# [Exercise instructions]
The reply should consist of one number, the count of lines below in which the word "ConfigResult" appears.

#### Extracted information

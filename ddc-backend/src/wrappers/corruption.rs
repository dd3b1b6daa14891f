//! [`CorruptionWrapper`]: appends a checksummed trailer to every payload
//! on the way in, and verifies it on the way out.

use async_trait::async_trait;
use bytes::{Buf, BufMut, Bytes, BytesMut};
use ddc_core::{CacheKey, Payload, UsageStatsMap};
use tracing::warn;

use crate::backend::{Backend, DynBackend};
use crate::error::BackendResult;

const TRAILER_MAGIC: u32 = 0x1e87_3d89;
const TRAILER_VERSION: u32 = 1;
const TRAILER_LEN: usize = 16;

fn append_trailer(payload: &[u8]) -> Bytes {
    let mut out = BytesMut::with_capacity(payload.len() + TRAILER_LEN);
    out.put_slice(payload);
    out.put_u32_le(TRAILER_MAGIC);
    out.put_u32_le(TRAILER_VERSION);
    out.put_u32_le(crc32fast::hash(payload));
    out.put_u32_le(payload.len() as u32);
    out.freeze()
}

/// Strip and verify the trailer. `Ok(Some(payload))` on success,
/// `Ok(None)` if the trailer is malformed or the checksum/size mismatch.
fn strip_trailer(raw: &[u8]) -> Option<Bytes> {
    if raw.len() < TRAILER_LEN {
        return None;
    }
    let split = raw.len() - TRAILER_LEN;
    let (payload, mut trailer) = (&raw[..split], &raw[split..]);
    let magic = trailer.get_u32_le();
    let version = trailer.get_u32_le();
    let stored_crc = trailer.get_u32_le();
    let stored_size = trailer.get_u32_le();
    if magic != TRAILER_MAGIC || version != TRAILER_VERSION {
        return None;
    }
    if stored_size as usize != payload.len() {
        return None;
    }
    if crc32fast::hash(payload) != stored_crc {
        return None;
    }
    Some(Bytes::copy_from_slice(payload))
}

/// Wraps an inner backend, appending a 16-byte checksummed trailer to
/// every stored payload and verifying it on read. A corrupt entry is
/// actively deleted from the inner backend and reported as a miss.
pub struct CorruptionWrapper {
    inner: DynBackend,
}

impl CorruptionWrapper {
    pub fn new(inner: DynBackend) -> Self {
        CorruptionWrapper { inner }
    }
}

#[async_trait]
impl Backend for CorruptionWrapper {
    fn is_writable(&self) -> bool {
        self.inner.is_writable()
    }

    fn backfill_lower_levels(&self) -> bool {
        self.inner.backfill_lower_levels()
    }

    async fn probably_exists(&self, key: &CacheKey) -> bool {
        self.inner.probably_exists(key).await
    }

    async fn get(&self, key: &CacheKey) -> BackendResult<Option<Payload>> {
        let Some(raw) = self.inner.get(key).await? else {
            return Ok(None);
        };
        match strip_trailer(&raw) {
            Some(payload) => Ok(Some(payload)),
            None => {
                warn!(key = %key, "corruption detected, deleting inner entry");
                self.inner.remove(key, false).await?;
                Ok(None)
            }
        }
    }

    async fn put(
        &self,
        key: &CacheKey,
        payload: Payload,
        put_even_if_exists: bool,
    ) -> BackendResult<()> {
        let framed = append_trailer(&payload);
        self.inner.put(key, framed, put_even_if_exists).await
    }

    async fn remove(&self, key: &CacheKey, transient: bool) -> BackendResult<()> {
        self.inner.remove(key, transient).await
    }

    fn gather_usage_stats(&self, map: &mut UsageStatsMap, path: &str) {
        self.inner.gather_usage_stats(map, path);
    }
}
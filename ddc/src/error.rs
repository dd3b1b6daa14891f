use thiserror::Error;

/// Errors surfaced by the orchestrator layer itself, distinct from
/// [`ddc_backend::BackendError`] (which backend operations already fold
/// into `Option`/`bool` results wherever a miss is not a real failure).
#[derive(Debug, Error)]
pub enum CacheError {
    #[error("backend error: {0}")]
    Backend(#[from] ddc_backend::BackendError),
    #[error("invalid cache key: {0}")]
    Key(#[from] ddc_core::KeyError),
}

pub type CacheResult<T> = Result<T, CacheError>;
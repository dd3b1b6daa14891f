//! The [`Backend`] contract (§4.1): the single interface implemented by
//! every concrete store (memory, filesystem, pak) and every wrapper
//! (async-put, key-length, corruption, hierarchical, verify).
//!
//! Dyn-compatible by construction, so a `BackendGraph` can be built as a
//! tree of `Arc<dyn Backend>` regardless of concrete node type.

use std::sync::Arc;

use async_trait::async_trait;
use ddc_core::{CacheKey, Payload, UsageStatsMap};

use crate::error::BackendResult;

/// Storage or decoration node in a backend graph.
///
/// Every method is safe to call concurrently from any thread once the
/// backend has finished construction. None of these methods surface a
/// miss as an `Err` — a miss is `Ok(None)` from [`Backend::get`], and a
/// `BackendError` is reserved for failures the caller cannot paper over
/// as "not found".
#[async_trait]
pub trait Backend: Send + Sync {
    /// Whether this backend accepts writes at all. A read-only pak, or
    /// a filesystem backend that failed its write probe, reports
    /// `false` here.
    fn is_writable(&self) -> bool;

    /// Whether a hierarchical parent may write *through* this backend
    /// into lower tiers. `true` for every backend except a read-only
    /// pak, which must act as an authoritative stop for fan-down.
    fn backfill_lower_levels(&self) -> bool {
        true
    }

    /// Best-effort existence check. May answer `true` for a key that
    /// has since been invalidated or found corrupt (false positive);
    /// must never answer `false` for a key durably committed and
    /// unmodified (no false negatives).
    async fn probably_exists(&self, key: &CacheKey) -> bool;

    /// Fetch the payload for `key`. `Ok(None)` is a plain miss;
    /// `Err` is reserved for I/O failures reading an entry known to
    /// exist.
    async fn get(&self, key: &CacheKey) -> BackendResult<Option<Payload>>;

    /// Store `payload` under `key`. Fire-and-forget: the backend may
    /// return before the write is durable (see `AsyncPutWrapper` for
    /// the layer that makes this concrete). A no-op, not an error, if
    /// `is_writable()` is `false`. `put_even_if_exists` forces an
    /// overwrite of an existing entry rather than skipping the write.
    async fn put(
        &self,
        key: &CacheKey,
        payload: Payload,
        put_even_if_exists: bool,
    ) -> BackendResult<()>;

    /// Remove `key` if present. `transient` hints that this removal is
    /// cleaning up a speculative copy (e.g. an async-put's in-flight
    /// cache entry) rather than an authoritative delete; backends that
    /// only support authoritative deletion may ignore transient
    /// removals entirely.
    async fn remove(&self, key: &CacheKey, transient: bool) -> BackendResult<()>;

    /// Append this node's usage stats, and recursively its children's,
    /// to `map` under a dotted path (e.g. `"0.1.0"`) identifying this
    /// node's position in the graph.
    fn gather_usage_stats(&self, map: &mut UsageStatsMap, path: &str);
}

#[async_trait]
impl Backend for Arc<dyn Backend> {
    fn is_writable(&self) -> bool {
        (**self).is_writable()
    }

    fn backfill_lower_levels(&self) -> bool {
        (**self).backfill_lower_levels()
    }

    async fn probably_exists(&self, key: &CacheKey) -> bool {
        (**self).probably_exists(key).await
    }

    async fn get(&self, key: &CacheKey) -> BackendResult<Option<Payload>> {
        (**self).get(key).await
    }

    async fn put(
        &self,
        key: &CacheKey,
        payload: Payload,
        put_even_if_exists: bool,
    ) -> BackendResult<()> {
        (**self).put(key, payload, put_even_if_exists).await
    }

    async fn remove(&self, key: &CacheKey, transient: bool) -> BackendResult<()> {
        (**self).remove(key, transient).await
    }

    fn gather_usage_stats(&self, map: &mut UsageStatsMap, path: &str) {
        (**self).gather_usage_stats(map, path)
    }
}

#[async_trait]
impl Backend for Box<dyn Backend> {
    fn is_writable(&self) -> bool {
        (**self).is_writable()
    }

    fn backfill_lower_levels(&self) -> bool {
        (**self).backfill_lower_levels()
    }

    async fn probably_exists(&self, key: &CacheKey) -> bool {
        (**self).probably_exists(key).await
    }

    async fn get(&self, key: &CacheKey) -> BackendResult<Option<Payload>> {
        (**self).get(key).await
    }

    async fn put(
        &self,
        key: &CacheKey,
        payload: Payload,
        put_even_if_exists: bool,
    ) -> BackendResult<()> {
        (**self).put(key, payload, put_even_if_exists).await
    }

    async fn remove(&self, key: &CacheKey, transient: bool) -> BackendResult<()> {
        (**self).remove(key, transient).await
    }

    fn gather_usage_stats(&self, map: &mut UsageStatsMap, path: &str) {
        (**self).gather_usage_stats(map, path)
    }
}

/// Convenience alias for the shape every wrapper and graph node stores
/// its inner backend as.
pub type DynBackend = Arc<dyn Backend>;
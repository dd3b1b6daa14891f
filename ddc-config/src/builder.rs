//! Turns a parsed [`BackendGraph`] into a live tree of backends (§6).
//!
//! The builder is the one place allowed to reach for concrete backend
//! types; everything above it only ever sees `Arc<dyn Backend>`.

use std::path::PathBuf;
use std::sync::Arc;
use std::time::Duration;

use ddc_backend::{
    AsyncPutWrapper, DynBackend, HierarchicalWrapper, InFlightCounter, KeyLengthWrapper, VerifyWrapper,
};
use ddc_fs::{CleanupConfig, FileSystemBackend, FileSystemConfig};
use ddc_memory::{BootMemoryBackend, MemoryBackend};
use ddc_pak::{CompressedPak, ReadPak, WritePak};
use tracing::warn;

use crate::error::{ConfigError, ConfigResult};
use crate::graph::BackendGraph;

/// Every backfill tier below `Root` is re-wrapped in its own async-put
/// wrapper by `HierarchicalWrapper` already, so only the outermost
/// `AsyncPut` uses the counter shared with the top-level cache.
const DEFAULT_KEY_LENGTH: usize = 120;

/// Everything the builder discovered while constructing the tree that
/// the top-level cache and runtime administrative commands need direct
/// handles to, since they aren't reachable through the `Backend` trait
/// object alone.
#[derive(Default)]
pub struct BuiltGraph {
    pub root: Option<DynBackend>,
    pub boot: Option<Arc<BootMemoryBackend>>,
    pub hierarchical: Option<Arc<HierarchicalWrapper>>,
    pub write_pak: Option<Arc<WritePak>>,
    pub read_paks: Vec<Arc<ReadPak>>,
    pub cleanup_configs: Vec<CleanupConfig>,
}

/// Build a complete backend graph from `graph`, synthesizing the
/// `AsyncPut(KeyLength(..))` wrapping pair around the root if it is
/// missing. `root_counter` is the async-completion counter the
/// top-level cache polls for quiescence (§4.7); it is wired into the
/// single outermost `AsyncPut` node only.
pub async fn build(graph: BackendGraph, root_counter: Arc<InFlightCounter>) -> ConfigResult<BuiltGraph> {
    let graph = ensure_root_wrappers(graph);
    let mut built = BuiltGraph::default();

    let BackendGraph::AsyncPut { inner } = &graph else {
        unreachable!("ensure_root_wrappers always produces an outer AsyncPut node");
    };
    let wrapped_inner = build_node(inner, &mut built).await?;
    let root: DynBackend = Arc::new(AsyncPutWrapper::new(wrapped_inner, root_counter, true));
    built.root = Some(root);
    Ok(built)
}

/// If `graph`'s outermost shape is not `AsyncPut(KeyLength(_))`, wrap it
/// so it is. A graph description that the builder cannot coerce into
/// this shape is not possible to construct from [`BackendGraph`]'s own
/// enum shape, so this always succeeds.
fn ensure_root_wrappers(graph: BackendGraph) -> BackendGraph {
    match graph {
        BackendGraph::AsyncPut { inner } => {
            let inner = match *inner {
                BackendGraph::KeyLength { .. } => *inner,
                other => BackendGraph::KeyLength { inner: Box::new(other), length: DEFAULT_KEY_LENGTH },
            };
            BackendGraph::AsyncPut { inner: Box::new(inner) }
        }
        other => BackendGraph::AsyncPut {
            inner: Box::new(BackendGraph::KeyLength {
                inner: Box::new(other),
                length: DEFAULT_KEY_LENGTH,
            }),
        },
    }
}

async fn build_node(graph: &BackendGraph, built: &mut BuiltGraph) -> ConfigResult<DynBackend> {
    match graph {
        BackendGraph::FileSystem {
            path,
            read_only,
            clean,
            flush,
            touch,
            delete_unused,
            unused_file_age,
            folders_to_clean,
            max_file_checks_per_sec,
            env_path_override: _,
            editor_override_setting: _,
            purge_transient: _,
        } => {
            let root = PathBuf::from(path);
            if (*clean || *flush) && !*read_only {
                if let Err(err) = tokio::fs::remove_dir_all(&root).await {
                    if err.kind() != std::io::ErrorKind::NotFound {
                        warn!(?root, error = %err, "filesystem backend: failed to clean root on startup");
                    }
                }
            }

            let config = FileSystemConfig {
                root: root.clone(),
                read_only: *read_only,
                touch_on_exists: *touch,
                unused_file_age: Duration::from_secs(u64::from(*unused_file_age) * 86_400),
            };
            let backend = FileSystemBackend::new(config).await;

            if *delete_unused {
                built.cleanup_configs.push(CleanupConfig {
                    root,
                    max_age_days: *unused_file_age,
                    max_folders_per_sweep: folders_to_clean.unwrap_or(10_000),
                    max_files_per_sec: max_file_checks_per_sec.unwrap_or(0),
                });
            }

            Ok(Arc::new(backend))
        }

        BackendGraph::Boot { filename, max_cache_size } => {
            let backend = Arc::new(BootMemoryBackend::new(Some(PathBuf::from(filename)), *max_cache_size).await);
            built.boot = Some(backend.clone());
            Ok(backend)
        }

        BackendGraph::Memory { .. } => Ok(Arc::new(MemoryBackend::new(None))),

        BackendGraph::Hierarchical { inner } => {
            let mut children = Vec::with_capacity(inner.len());
            for child in inner {
                children.push(Box::pin(build_node(child, built)).await?);
            }
            let hier = Arc::new(HierarchicalWrapper::new(children));
            built.hierarchical = Some(hier.clone());
            Ok(hier)
        }

        BackendGraph::KeyLength { inner, length } => {
            let child = Box::pin(build_node(inner, built)).await?;
            Ok(Arc::new(KeyLengthWrapper::new(child, *length)))
        }

        BackendGraph::AsyncPut { inner } => {
            let child = Box::pin(build_node(inner, built)).await?;
            Ok(Arc::new(AsyncPutWrapper::new(child, InFlightCounter::new(), true)))
        }

        BackendGraph::Verify { inner, fix } => {
            let child = Box::pin(build_node(inner, built)).await?;
            Ok(Arc::new(VerifyWrapper::new(child, None, *fix)))
        }

        BackendGraph::ReadPak { filename, compressed } => {
            let pak = Arc::new(ReadPak::open(filename).map_err(ConfigError::Backend)?);
            built.read_paks.push(pak.clone());
            let backend: DynBackend = if *compressed {
                Arc::new(CompressedPak::new(pak))
            } else {
                pak
            };
            Ok(backend)
        }

        BackendGraph::WritePak { filename, compressed } => {
            let pak = Arc::new(WritePak::create(filename).map_err(ConfigError::Backend)?);
            built.write_pak = Some(pak.clone());
            let backend: DynBackend = if *compressed {
                Arc::new(CompressedPak::new(pak))
            } else {
                pak
            };
            Ok(backend)
        }
    }
}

########

# [Answer area]
3